Functionalization of Glassy Carbon Electrodes with Metal-Based Species
Bibliographic record
Abstract
Substituted phenyl-modified glassy carbon electrodes were functionalized with metal/metal oxide/metal hydroxide and inorganic compounds. More specifically, the glassy carbon electrodes were first functionalized with 4-sulfonate phenyl and N, N -diethylaniline groups by electrochemical reduction of the corresponding diazonium salt in nonaqueous media. Second, the functionalized electrodes were soaked in a solution containing the metallic ions and treated with a reductant (NaBH 4 ) in the case of the formation of the Ru- and Cu-based species or with redox species (Fe(II) or Fe(CN) 6 3 - ) in the case of Prussian Blue. The resulting Cu/Cu(OH) 2 and RuO 2 /Ru(OH) 2 -modified glassy carbon electrodes displayed electrochemical activity for selected reaction such as nitrate reduction and hydrogen peroxide oxidation, respectively.
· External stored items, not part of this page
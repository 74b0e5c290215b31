//! Budget Reshaper CLI - build chart data from the budget dataset
//!
//! # Main Commands
//!
//! ```bash
//! budget-reshaper chart donor-areas              # One chart, JSON to stdout
//! budget-reshaper chart tax-share -o share.json  # One chart, JSON to a file
//! budget-reshaper all --out-dir out --format csv # Every chart, one CSV per table
//! ```
//!
//! # Debug Commands
//!
//! ```bash
//! budget-reshaper parse                          # Load the dataset, print records as JSON
//! budget-reshaper charts                         # List the chart jobs
//! budget-reshaper settings                       # Print the effective settings
//! ```
//!
//! The dataset path comes from `--data`, `BUDGET_DATA` or the settings file.

use clap::{Parser, Subcommand, ValueEnum};
use std::fs;
use std::path::{Path, PathBuf};

use budget_reshaper::logs::{self, log_error, log_info, log_success};
use budget_reshaper::parser::format_delimiter;
use budget_reshaper::{
    load_records, run_all_charts, run_chart, ChartData, ChartKind, PipelineError, PipelineResult,
    Settings,
};

#[derive(Parser)]
#[command(name = "budget-reshaper")]
#[command(about = "Reshape Russian budget statistics into chart data", long_about = None)]
struct Cli {
    /// JSON settings file
    #[arg(short, long, global = true)]
    config: Option<PathBuf>,

    /// Dataset file (overrides settings and BUDGET_DATA)
    #[arg(long, global = true)]
    data: Option<PathBuf>,

    /// Field delimiter (auto-detect if not specified)
    #[arg(short, long, global = true)]
    delimiter: Option<char>,

    /// Debug logging
    #[arg(short, long, global = true)]
    verbose: bool,

    #[command(subcommand)]
    command: Commands,
}

#[derive(Clone, Copy, ValueEnum)]
enum OutputFormat {
    Json,
    Csv,
}

#[derive(Subcommand)]
enum Commands {
    /// Build the data of one chart
    Chart {
        /// Chart job
        #[arg(value_enum)]
        chart: ChartKind,

        /// Output file for JSON (default: stdout)
        #[arg(short, long)]
        output: Option<PathBuf>,

        /// Write one CSV per table into this directory instead of JSON
        #[arg(long)]
        csv_dir: Option<PathBuf>,
    },

    /// Build the data of every chart
    All {
        /// Output directory
        #[arg(long)]
        out_dir: PathBuf,

        /// Output format
        #[arg(long, value_enum, default_value = "json")]
        format: OutputFormat,
    },

    /// Load the dataset and output its records as JSON
    Parse {
        /// Output file (default: stdout)
        #[arg(short, long)]
        output: Option<PathBuf>,
    },

    /// List the chart jobs
    Charts,

    /// Show the effective settings
    Settings,
}

fn main() {
    let cli = Cli::parse();
    logs::init(cli.verbose);

    let result = settings(&cli).and_then(|settings| match cli.command {
        Commands::Chart { chart, output, csv_dir } => {
            cmd_chart(&settings, chart, output.as_deref(), csv_dir.as_deref())
        }
        Commands::All { out_dir, format } => cmd_all(&settings, &out_dir, format),
        Commands::Parse { output } => cmd_parse(&settings, output.as_deref()),
        Commands::Charts => cmd_charts(),
        Commands::Settings => cmd_settings(&settings),
    });

    if let Err(e) = result {
        log_error(format!("Error: {}", e));
        std::process::exit(1);
    }
}

/// Defaults, settings file and environment, then command-line flags.
fn settings(cli: &Cli) -> PipelineResult<Settings> {
    let mut settings = Settings::load(cli.config.as_deref())?;
    if let Some(data) = &cli.data {
        settings.data_path = data.clone();
    }
    if cli.delimiter.is_some() {
        settings.delimiter = cli.delimiter;
    }
    settings.validate()?;
    Ok(settings)
}

fn load(settings: &Settings) -> PipelineResult<budget_reshaper::RecordSet> {
    let parsed = load_records(&settings.data_path, &settings.schema, settings.delimiter)?;
    log_info(format!("   Columns: {}", parsed.headers.join(", ")));
    if parsed.records.is_empty() {
        return Err(PipelineError::EmptyInput);
    }
    Ok(parsed.records)
}

fn cmd_chart(
    settings: &Settings,
    chart: ChartKind,
    output: Option<&Path>,
    csv_dir: Option<&Path>,
) -> PipelineResult<()> {
    let records = load(settings)?;
    let data = run_chart(chart, &records, settings)?;

    match csv_dir {
        Some(dir) => write_csv(&data, dir)?,
        None => write_output(&serde_json::to_string_pretty(&data.to_json())?, output)?,
    }

    log_success(format!("{} done", chart));
    Ok(())
}

fn cmd_all(settings: &Settings, out_dir: &Path, format: OutputFormat) -> PipelineResult<()> {
    let records = load(settings)?;
    let charts = run_all_charts(&records, settings)?;

    fs::create_dir_all(out_dir)?;
    for data in &charts {
        match format {
            OutputFormat::Json => {
                let path = out_dir.join(format!("{}.json", data.chart));
                write_output(&serde_json::to_string_pretty(&data.to_json())?, Some(&path))?;
            }
            OutputFormat::Csv => write_csv(data, out_dir)?,
        }
    }

    log_success(format!("Built {} charts into {}", charts.len(), out_dir.display()));
    Ok(())
}

fn cmd_parse(settings: &Settings, output: Option<&Path>) -> PipelineResult<()> {
    let parsed = load_records(&settings.data_path, &settings.schema, settings.delimiter)?;
    log_info(format!("   Delimiter: '{}'", format_delimiter(parsed.delimiter)));
    log_info(format!("   Columns: {}", parsed.headers.join(", ")));

    let json = serde_json::to_string_pretty(parsed.records.records())?;
    write_output(&json, output)
}

fn cmd_charts() -> PipelineResult<()> {
    for kind in ChartKind::ALL {
        println!("  {:<18} {}", kind.name(), kind.description());
    }
    Ok(())
}

fn cmd_settings(settings: &Settings) -> PipelineResult<()> {
    println!("{}", serde_json::to_string_pretty(settings)?);
    Ok(())
}

fn write_csv(data: &ChartData, dir: &Path) -> PipelineResult<()> {
    for path in data.write_csv_dir(dir)? {
        log_info(format!("💾 Output written to: {}", path.display()));
    }
    Ok(())
}

fn write_output(content: &str, path: Option<&Path>) -> PipelineResult<()> {
    match path {
        Some(p) => {
            fs::write(p, content)?;
            log_info(format!("💾 Output written to: {}", p.display()));
        }
        None => {
            println!("{}", content);
        }
    }
    Ok(())
}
X-ray photoelectron spectroscopy was also used to confirm the presence of the metallic species and Prussian Blue at the electrode surfaces. The curve-fitting of the appropriate core level spectra was useful to distinguish between the oxide/hydroxide species and the metallic state. The atomic concentration of the metal-based species at the surface of the modified glassy carbon electrodes, estimated from the XPS data, ranged between 0.2 and 1 at. %, which corresponds to surface concentration of 0.55 × 10 - 10, 0.87 × 10 - 10, and 0.21 × 10 - 10 mol/cm 2 for Cu, Ru, and Prussian Blue, respectively. These relatively low surface concentrations and the scanning electron micrographs of copper- or ruthenium-modified glassy carbon electrode suggest that very small particles are present at the electrode surface. On the other hand, the presence of submicrometric particles was found to be evident for Prussian Blue formed on the modified surface. In the case of the copper-modified electrode, stripping voltammetry was used to estimate the amount of metallic copper, which was found to be in reasonably good agreement with the XPS data.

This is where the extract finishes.